Work instructions
Below are records; report the number of lines in them that include the word "AssessmentError", with no other text.

----

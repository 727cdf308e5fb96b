//! Credit Risk Assessment API Library
//!
//! This library scores an applicant's creditworthiness from a bureau score,
//! a utility bill history and a bank ledger, and exposes that pipeline over
//! HTTP behind a pre-shared API key.
//!
//! # Modules
//!
//! - `api`: API definitions.
//! - `core`: Core business logic.
//! - `auth`: API key verification.
//! - `config`: Configuration management.
//! - `docs`: OpenAPI document.
//! - `errors`: Error handling types.
//! - `features`: Feature vector construction.
//! - `handlers`: HTTP request handlers.
//! - `models`: Request, feature and response models.
//! - `scoring`: Scoring models.
//! - `server`: Router assembly.
//! - `service`: Assessment orchestration.
//! - `transactions`: Bank ledger metrics.
//! - `utility`: Utility bill payment score.
//! - `validation`: Request field validation.

pub mod api;
pub mod core;

pub mod auth;
pub mod config;
pub mod docs;
pub mod errors;
pub mod features;
pub mod handlers;
pub mod models;
pub mod scoring;
pub mod server;
pub mod service;
pub mod transactions;
pub mod utility;
pub mod validation;
use axum::{
    http::StatusCode,
    response::{IntoResponse, Response},
    Json,
};
use serde_json::json;
use std::fmt;

/// Errors raised by the assessment pipeline.
///
/// Every variant is terminal for the request that produced it.
#[derive(Debug, Clone, PartialEq, Eq)]
pub enum AssessmentError {
    /// A metric cannot be computed because its input collection is empty or too small.
    InsufficientData(String),
    /// A denominator (monthly income, credit volume) is zero or non-positive.
    InvalidInput(String),
}

impl fmt::Display for AssessmentError {
    fn fmt(&self, f: &mut fmt::Formatter<'_>) -> fmt::Result {
        match self {
            AssessmentError::InsufficientData(msg) => write!(f, "Insufficient data: {}", msg),
            AssessmentError::InvalidInput(msg) => write!(f, "Invalid input: {}", msg),
        }
    }
}

impl std::error::Error for AssessmentError {}

/// Application-specific error types.
#[derive(Debug, Clone)]
pub enum AppError {
    /// The assessment pipeline rejected the request.
    Assessment(AssessmentError),
    /// Bad request error (invalid input shape or values).
    BadRequest(String),
    /// No credential was presented.
    Unauthorized(String),
    /// A credential was presented but is not valid.
    Forbidden(String),
    /// Internal server error.
    InternalError(String),
}

impl fmt::Display for AppError {
    /// Formats the error for display.
    fn fmt(&self, f: &mut fmt::Formatter<'_>) -> fmt::Result {
        match self {
            AppError::Assessment(e) => write!(f, "Assessment failed: {}", e),
            AppError::BadRequest(msg) => write!(f, "Bad request: {}", msg),
            AppError::Unauthorized(msg) => write!(f, "Unauthorized: {}", msg),
            AppError::Forbidden(msg) => write!(f, "Forbidden: {}", msg),
            AppError::InternalError(msg) => write!(f, "Internal error: {}", msg),
        }
    }
}

impl std::error::Error for AppError {}

impl IntoResponse for AppError {
    /// Converts the error into an HTTP response.
    ///
    /// Maps each error variant to an appropriate HTTP status code and JSON body.
    /// Logs errors appropriately based on their severity.
    fn into_response(self) -> Response {
        let (status, error_message) = match &self {
            AppError::Assessment(e) => {
                tracing::info!("Assessment rejected: {}", e);
                (StatusCode::UNPROCESSABLE_ENTITY, e.to_string())
            }
            AppError::BadRequest(msg) => (StatusCode::BAD_REQUEST, msg.clone()),
            AppError::Unauthorized(msg) => {
                tracing::warn!("Unauthorized access: {}", msg);
                (StatusCode::UNAUTHORIZED, "Missing API key".to_string())
            }
            AppError::Forbidden(msg) => {
                tracing::warn!("Forbidden access: {}", msg);
                (StatusCode::FORBIDDEN, "Invalid API key".to_string())
            }
            AppError::InternalError(msg) => {
                tracing::error!("Internal error: {}", msg);
                (
                    StatusCode::INTERNAL_SERVER_ERROR,
                    "Internal server error".to_string(),
                )
            }
        };

        let body = Json(json!({
            "error": error_message,
        }));

        (status, body).into_response()
    }
}

impl From<AssessmentError> for AppError {
    /// Converts a pipeline error into an `AppError`.
    fn from(err: AssessmentError) -> Self {
        AppError::Assessment(err)
    }
}

#[cfg(test)]
mod tests {
    use super::*;

    #[test]
    fn test_assessment_errors_map_to_unprocessable() {
        let response =
            AppError::from(AssessmentError::InvalidInput("monthly income is zero".into()))
                .into_response();
        assert_eq!(response.status(), StatusCode::UNPROCESSABLE_ENTITY);

        let response =
            AppError::from(AssessmentError::InsufficientData("no transactions".into()))
                .into_response();
        assert_eq!(response.status(), StatusCode::UNPROCESSABLE_ENTITY);
    }

    #[test]
    fn test_auth_errors_status_codes() {
        assert_eq!(
            AppError::Unauthorized("missing".into())
                .into_response()
                .status(),
            StatusCode::UNAUTHORIZED
        );
        assert_eq!(
            AppError::Forbidden("bad key".into())
                .into_response()
                .status(),
            StatusCode::FORBIDDEN
        );
    }

    #[test]
    fn test_display_keeps_description() {
        let err = AppError::from(AssessmentError::InvalidInput("monthly income is zero".into()));
        assert_eq!(
            err.to_string(),
            "Assessment failed: Invalid input: monthly income is zero"
        );
    }
}
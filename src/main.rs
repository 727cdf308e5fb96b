use credit_risk_api::auth::StaticKeyVerifier;
use credit_risk_api::config::{Config, ScoringModelKind};
use credit_risk_api::handlers::AppState;
use credit_risk_api::scoring::{SharedModel, TrainedScoringModel, WeightedScoringModel};
use credit_risk_api::server;
use credit_risk_api::service::CreditAssessmentService;
use std::net::SocketAddr;
use std::sync::Arc;
use tower_governor::{
    governor::GovernorConfigBuilder, key_extractor::SmartIpKeyExtractor, GovernorLayer,
};
use tracing_subscriber::{layer::SubscriberExt, util::SubscriberInitExt};

/// Loads the scoring model selected by the configuration.
///
/// Trained parameters are read once here and shared read-only afterwards.
fn load_model(config: &Config) -> anyhow::Result<SharedModel> {
    let model: SharedModel = match config.scoring_model {
        ScoringModelKind::Weighted => Arc::new(WeightedScoringModel::default()),
        ScoringModelKind::Trained => {
            let path = config.model_params_path.as_ref().ok_or_else(|| {
                anyhow::anyhow!("MODEL_PARAMS_PATH is required when SCORING_MODEL=trained")
            })?;
            Arc::new(TrainedScoringModel::from_path(path)?)
        }
    };
    Ok(model)
}

/// Main entry point for the application.
///
/// Initializes logging, configuration, the scoring model, the API key
/// verifier and the HTTP routes (body limit, rate limiting, CORS), then
/// starts the Axum server.
#[tokio::main]
async fn main() -> anyhow::Result<()> {
    // Initialize tracing
    tracing_subscriber::registry()
        .with(
            tracing_subscriber::EnvFilter::try_from_default_env()
                .unwrap_or_else(|_| "credit_risk_api=debug,tower_http=debug".into()),
        )
        .with(tracing_subscriber::fmt::layer())
        .init();

    // Load configuration
    let config = Config::from_env()?;

    let model = load_model(&config)?;
    tracing::info!("Scoring model initialized: {}", model.name());

    let app_state = Arc::new(AppState {
        service: CreditAssessmentService::new(model),
        verifier: Arc::new(StaticKeyVerifier::new(&config.api_keys)),
    });

    // Per-IP rate limiting on the scoring API
    let governor_conf = Arc::new(
        GovernorConfigBuilder::default()
            .per_second(config.rate_limit_per_second)
            .burst_size(config.rate_limit_burst)
            .key_extractor(SmartIpKeyExtractor)
            .finish()
            .ok_or_else(|| anyhow::anyhow!("Invalid rate limiter configuration"))?,
    );

    let api = server::api_routes(app_state.clone()).layer(GovernorLayer {
        config: governor_conf,
    });
    let app = server::assemble(app_state, api, config.max_body_bytes);

    // Start server
    let addr = format!("0.0.0.0:{}", config.port);
    let listener = tokio::net::TcpListener::bind(&addr).await?;
    tracing::info!("Server listening on {}", addr);

    axum::serve(
        listener,
        app.into_make_service_with_connect_info::<SocketAddr>(),
    )
    .await?;

    Ok(())
}
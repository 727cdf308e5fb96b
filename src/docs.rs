//! OpenAPI document served at `/api-docs/openapi.json` and rendered at `/docs`.

use crate::handlers;
use crate::models::{
    AssessmentResult, BankTransaction, CreditRequest, FeatureVector, TransactionType, UtilityBill,
};
use utoipa::openapi::security::{ApiKey, ApiKeyValue, SecurityScheme};
use utoipa::{Modify, OpenApi};

#[derive(OpenApi)]
#[openapi(
    info(title = "Credit Risk Assessment API"),
    paths(handlers::credit_score, handlers::health),
    components(schemas(
        CreditRequest,
        UtilityBill,
        BankTransaction,
        TransactionType,
        FeatureVector,
        AssessmentResult
    )),
    modifiers(&SecurityAddon)
)]
pub struct ApiDoc;

/// Registers the `X-API-Key` header scheme.
struct SecurityAddon;

impl Modify for SecurityAddon {
    fn modify(&self, openapi: &mut utoipa::openapi::OpenApi) {
        if let Some(components) = openapi.components.as_mut() {
            components.add_security_scheme(
                "api_key",
                SecurityScheme::ApiKey(ApiKey::Header(ApiKeyValue::new("X-API-Key"))),
            );
        }
    }
}

#[cfg(test)]
mod tests {
    use super::*;

    #[test]
    fn test_document_lists_routes_and_scheme() {
        let doc = ApiDoc::openapi();
        assert!(doc.paths.paths.contains_key("/credit-score"));
        assert!(doc.paths.paths.contains_key("/health"));

        let components = doc.components.expect("components");
        assert!(components.schemas.contains_key("CreditRequest"));
        assert!(components.security_schemes.contains_key("api_key"));
    }
}
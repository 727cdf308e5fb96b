/// HTTP-level tests driving the router in-process
/// Tests API key handling, status mapping and the response shape
use axum::{
    body::{to_bytes, Body},
    http::{Request, StatusCode},
    Router,
};
use credit_risk_api::auth::StaticKeyVerifier;
use credit_risk_api::handlers::AppState;
use credit_risk_api::server::build_router;
use credit_risk_api::service::CreditAssessmentService;
use serde_json::{json, Value};
use std::sync::Arc;
use tower::ServiceExt;

const TEST_KEY: &str = "test_key_123";

/// Helper function to create a router with one valid key
fn create_test_app() -> Router {
    let state = Arc::new(AppState {
        service: CreditAssessmentService::default(),
        verifier: Arc::new(StaticKeyVerifier::new([TEST_KEY])),
    });
    build_router(state, 1024 * 1024)
}

fn credit_request_body(monthly_income: f64) -> Value {
    json!({
        "user_id": "user_42",
        "cibil_score": 750,
        "utility_bills": [{
            "provider": "City Power",
            "amount": 80.0,
            "due_date": "2024-04-10T00:00:00Z",
            "payment_date": "2024-04-08T00:00:00Z",
            "status": "paid"
        }],
        "bank_transactions": [
            {"date": "2024-04-01T00:00:00Z", "amount": 4000.0, "type": "credit", "category": "salary", "balance_after": 5000.0},
            {"date": "2024-04-05T00:00:00Z", "amount": 800.0, "type": "debit", "category": "rent", "balance_after": 4200.0}
        ],
        "monthly_income": monthly_income,
        "rental_payment": 800.0
    })
}

fn post_credit_score(body: &Value, key: Option<&str>) -> Request<Body> {
    let mut builder = Request::builder()
        .method("POST")
        .uri("/credit-score")
        .header("content-type", "application/json");
    if let Some(key) = key {
        builder = builder.header("X-API-Key", key);
    }
    builder.body(Body::from(body.to_string())).unwrap()
}

async fn read_json(response: axum::response::Response) -> Value {
    let bytes = to_bytes(response.into_body(), usize::MAX).await.unwrap();
    serde_json::from_slice(&bytes).unwrap()
}

#[tokio::test]
async fn test_health_is_open() {
    let response = create_test_app()
        .oneshot(Request::builder().uri("/health").body(Body::empty()).unwrap())
        .await
        .unwrap();

    assert_eq!(response.status(), StatusCode::OK);
    let body = read_json(response).await;
    assert_eq!(body["status"], "healthy");
    assert_eq!(body["model"], "weighted");
}

#[tokio::test]
async fn test_missing_api_key_is_unauthorized() {
    let response = create_test_app()
        .oneshot(post_credit_score(&credit_request_body(4000.0), None))
        .await
        .unwrap();

    assert_eq!(response.status(), StatusCode::UNAUTHORIZED);
}

#[tokio::test]
async fn test_invalid_api_key_is_forbidden() {
    let response = create_test_app()
        .oneshot(post_credit_score(&credit_request_body(4000.0), Some("wrong")))
        .await
        .unwrap();

    assert_eq!(response.status(), StatusCode::FORBIDDEN);
    let body = read_json(response).await;
    assert_eq!(body["error"], "Invalid API key");
}

#[tokio::test]
async fn test_valid_request_is_scored() {
    let response = create_test_app()
        .oneshot(post_credit_score(&credit_request_body(4000.0), Some(TEST_KEY)))
        .await
        .unwrap();

    assert_eq!(response.status(), StatusCode::OK);
    let body = read_json(response).await;
    assert_eq!(body["user_id"], "user_42");
    assert_eq!(body["confidence"], 0.8);
    assert_eq!(body["factors"]["utility_payments"], 0.25);
    assert!(body["timestamp"].is_string());

    // 0.30*750 + 0.25*100 + 0.25*(1 - 0.2) + 0.20*(1 - 0.2)
    let expected = 225.0 + 25.0 + 0.2 + 0.16;
    let risk_score = body["risk_score"].as_f64().unwrap();
    assert!((risk_score - expected).abs() < 1e-9);
}

#[tokio::test]
async fn test_zero_income_is_unprocessable() {
    let response = create_test_app()
        .oneshot(post_credit_score(&credit_request_body(0.0), Some(TEST_KEY)))
        .await
        .unwrap();

    assert_eq!(response.status(), StatusCode::UNPROCESSABLE_ENTITY);
    let body = read_json(response).await;
    assert!(body["error"]
        .as_str()
        .unwrap()
        .contains("monthly income must be positive"));
}

#[tokio::test]
async fn test_negative_amount_is_bad_request() {
    let mut body = credit_request_body(4000.0);
    body["bank_transactions"][1]["amount"] = json!(-800.0);

    let response = create_test_app()
        .oneshot(post_credit_score(&body, Some(TEST_KEY)))
        .await
        .unwrap();

    assert_eq!(response.status(), StatusCode::BAD_REQUEST);
}

#[tokio::test]
async fn test_vanishing_credit_volume_is_unprocessable() {
    let mut body = credit_request_body(4000.0);
    body["bank_transactions"][0]["amount"] = json!(1e-320);

    let response = create_test_app()
        .oneshot(post_credit_score(&body, Some(TEST_KEY)))
        .await
        .unwrap();

    assert_eq!(response.status(), StatusCode::UNPROCESSABLE_ENTITY);
    let body = read_json(response).await;
    assert!(body.get("risk_score").is_none());
}

#[tokio::test]
async fn test_openapi_document_is_served() {
    let response = create_test_app()
        .oneshot(
            Request::builder()
                .uri("/api-docs/openapi.json")
                .body(Body::empty())
                .unwrap(),
        )
        .await
        .unwrap();

    assert_eq!(response.status(), StatusCode::OK);
    let body = read_json(response).await;
    assert!(body["paths"]["/credit-score"].is_object());
}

----

Finished exercise
11